Seasoned decision makers know how to respond in these uncertain times, which is to do whatever it takes to reassure investors that their money is safe. Western governments tapped into their reserves and, when that liquidity ran out, borrowed heavily to maintain a stable outlook for their economies. Vital support arrived in the form of cheap borrowing from central banks. With low interest rates acting like the cavalry in a John Wayne movie, everyone could be assured that the panic will be short-lived.

Not anymore. This time there is a real war, not only financial, and no one knows what to do. The major powers disagree on how to combat it, and policymakers disagree on how to handle the fallout, especially the shortages of raw materials and food from Ukraine and Russia that push inflation to 10% and beyond.

In particular, central banks have lost their temper.

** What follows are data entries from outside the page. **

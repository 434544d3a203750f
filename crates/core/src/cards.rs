//! Card, rank, and suit primitives.
//!
//! A card is a dense integer ID in `[0, 52)`, computed as `13 * suit + rank`.
//! The ID doubles as the bit index in [`CardSet`](crate::bitboard::CardSet).

use std::fmt;
use std::str::FromStr;

use crate::error::SolverError;

/// Number of cards in a standard deck.
pub const NUM_CARDS: usize = 52;

/// Card rank, two low, ace high.
#[derive(Debug, Clone, Copy, PartialEq, Eq, PartialOrd, Ord, Hash)]
#[repr(u8)]
pub enum Rank {
    Two = 0,
    Three,
    Four,
    Five,
    Six,
    Seven,
    Eight,
    Nine,
    Ten,
    Jack,
    Queen,
    King,
    Ace,
}

/// All ranks in ascending strength order.
pub const ALL_RANKS: [Rank; 13] = [
    Rank::Two,
    Rank::Three,
    Rank::Four,
    Rank::Five,
    Rank::Six,
    Rank::Seven,
    Rank::Eight,
    Rank::Nine,
    Rank::Ten,
    Rank::Jack,
    Rank::Queen,
    Rank::King,
    Rank::Ace,
];

impl Rank {
    /// Parse the upper-case single-character spelling (`2`-`9`, `T`, `J`,
    /// `Q`, `K`, `A`).
    ///
    /// # Errors
    ///
    /// Returns [`SolverError::InvalidInput`] for any other character.
    pub fn from_char(c: char) -> Result<Self, SolverError> {
        let rank = match c {
            '2' => Rank::Two,
            '3' => Rank::Three,
            '4' => Rank::Four,
            '5' => Rank::Five,
            '6' => Rank::Six,
            '7' => Rank::Seven,
            '8' => Rank::Eight,
            '9' => Rank::Nine,
            'T' => Rank::Ten,
            'J' => Rank::Jack,
            'Q' => Rank::Queen,
            'K' => Rank::King,
            'A' => Rank::Ace,
            _ => return Err(SolverError::InvalidInput(format!("rank character '{c}'"))),
        };
        Ok(rank)
    }

    /// The single-character spelling used in card notation.
    #[must_use]
    pub const fn to_char(self) -> char {
        match self {
            Rank::Two => '2',
            Rank::Three => '3',
            Rank::Four => '4',
            Rank::Five => '5',
            Rank::Six => '6',
            Rank::Seven => '7',
            Rank::Eight => '8',
            Rank::Nine => '9',
            Rank::Ten => 'T',
            Rank::Jack => 'J',
            Rank::Queen => 'Q',
            Rank::King => 'K',
            Rank::Ace => 'A',
        }
    }

    /// Rank index, `Two = 0` through `Ace = 12`.
    #[must_use]
    pub const fn index(self) -> usize {
        self as usize
    }
}

/// Card suit. The discriminant is the high part of the card ID.
#[derive(Debug, Clone, Copy, PartialEq, Eq, PartialOrd, Ord, Hash)]
#[repr(u8)]
pub enum Suit {
    Clubs = 0,
    Diamonds,
    Hearts,
    Spades,
}

/// All four suits in ID order.
pub const ALL_SUITS: [Suit; 4] = [Suit::Clubs, Suit::Diamonds, Suit::Hearts, Suit::Spades];

impl Suit {
    /// Parse the lower-case single-character spelling (`c`, `d`, `h`, `s`).
    ///
    /// # Errors
    ///
    /// Returns [`SolverError::InvalidInput`] for any other character.
    pub fn from_char(c: char) -> Result<Self, SolverError> {
        let suit = match c {
            'c' => Suit::Clubs,
            'd' => Suit::Diamonds,
            'h' => Suit::Hearts,
            's' => Suit::Spades,
            _ => return Err(SolverError::InvalidInput(format!("suit character '{c}'"))),
        };
        Ok(suit)
    }

    /// The single-character spelling used in card notation.
    #[must_use]
    pub const fn to_char(self) -> char {
        match self {
            Suit::Clubs => 'c',
            Suit::Diamonds => 'd',
            Suit::Hearts => 'h',
            Suit::Spades => 's',
        }
    }
}

/// A playing card identified by its dense ID.
///
/// Ordering and equality follow the ID, which keys canonical infoset
/// encodings.
#[derive(Debug, Clone, Copy, PartialEq, Eq, PartialOrd, Ord, Hash)]
pub struct Card(u8);

impl Card {
    /// Sentinel for an unknown or undealt card (ID 52).
    pub const INVALID: Card = Card(NUM_CARDS as u8);

    /// Build a card from rank and suit.
    #[must_use]
    pub const fn new(rank: Rank, suit: Suit) -> Self {
        Card(suit as u8 * 13 + rank as u8)
    }

    /// Build a card from a raw ID in `[0, 52)`.
    ///
    /// # Errors
    ///
    /// Returns [`SolverError::InvalidInput`] when the ID is out of range.
    pub fn from_id(id: u8) -> Result<Self, SolverError> {
        if (id as usize) < NUM_CARDS {
            Ok(Card(id))
        } else {
            Err(SolverError::InvalidInput(format!("card ID {id}")))
        }
    }

    /// The dense card ID.
    #[must_use]
    pub const fn id(self) -> u8 {
        self.0
    }

    /// Whether this is a real card rather than the sentinel.
    #[must_use]
    pub const fn is_valid(self) -> bool {
        (self.0 as usize) < NUM_CARDS
    }

    /// The card's rank. Meaningless for [`Card::INVALID`].
    #[must_use]
    pub fn rank(self) -> Rank {
        debug_assert!(self.is_valid());
        ALL_RANKS[(self.0 % 13) as usize]
    }

    /// The card's suit. Meaningless for [`Card::INVALID`].
    #[must_use]
    pub fn suit(self) -> Suit {
        debug_assert!(self.is_valid());
        ALL_SUITS[(self.0 / 13) as usize]
    }
}

impl fmt::Display for Card {
    fn fmt(&self, f: &mut fmt::Formatter<'_>) -> fmt::Result {
        if self.is_valid() {
            write!(f, "{}{}", self.rank().to_char(), self.suit().to_char())
        } else {
            write!(f, "??")
        }
    }
}

impl FromStr for Card {
    type Err = SolverError;

    /// Parse strict two-character notation, e.g. `Ah`, `Td`, `2c`.
    fn from_str(s: &str) -> Result<Self, Self::Err> {
        let mut chars = s.chars();
        match (chars.next(), chars.next(), chars.next()) {
            (Some(r), Some(su), None) => {
                let rank = Rank::from_char(r)
                    .map_err(|_| SolverError::InvalidInput(format!("card string '{s}'")))?;
                let suit = Suit::from_char(su)
                    .map_err(|_| SolverError::InvalidInput(format!("card string '{s}'")))?;
                Ok(Card::new(rank, suit))
            }
            _ => Err(SolverError::InvalidInput(format!("card string '{s}'"))),
        }
    }
}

Instead of being a reassuring presence, they add to the feeling of panic by increasing the cost of borrowing. As one analyst said of the U.S. central bank’s decision to raise interest rates by 0.75 percentage points last week: “The Federal Reserve will raise interest rates up to what policy makers break inflation, but the risk is that they also break the economy”.

On Thursday, the Bank of England pushed its key rate to 1.25% after a period of more than a decade in which it had never risen above 0.75%. Some analysts believe the base rate will rise to 3% by the end of next year after Threadneedle Street put fighting inflation above sustaining growth.

We know that an increase in the cost of borrowing in the UK, the Eurozone and the US, which we are seeing right now, will do nothing to lower prices.

Inflation is an affliction caused by Russia’s invasion of Ukraine and, to a lesser but important extent, China’s difficulties with Covid after its vaccine development failures, which caused blockages and repeated blockages in ports. In the UK, Brexit adds another big twist as it has hurt trade and reduced the number of available workers.

The justification for higher interest rates must therefore lie elsewhere, and central banks, to justify their spasm of action, argue that they must move forward to avoid a wage spiral – one where wages exceed inflation.

In Britain, this argument assumes that the average worker, to avoid a decline in personal living standards, will be able to negotiate a wage deal that exceeds the Bank of England’s latest forecast of an 11 % later this year.

While the government is expected to limit public sector wage increases to between 0% and 3% this year, that means private sector increases are expected to be even higher – around 12% or 13% on average. These levels of wage increases are a fiction. Workers’ power, outside of a few discrete pockets of the labor market, is a mirage.

Still, the Bank looks likely to go ahead anyway, which leaves anyone looking for reasons to remain confident looking to Rishi Sunak.

The Chancellor has made it clear that he values ​​fiscal rectitude above the “whatever it takes” open-ended commitments needed to foster confidence. He has warm words for investors on low corporation taxes, special visas for foreign entrepreneurs and a warmed-up Thatcherite plan to increase the number of workers by forcing more people on benefits to look for work.

This is a weak set of micro-policies that will do little to improve the mood of companies looking to invest in the UK. No wonder the pound fell. Few investors want to buy British right now, and who can blame them?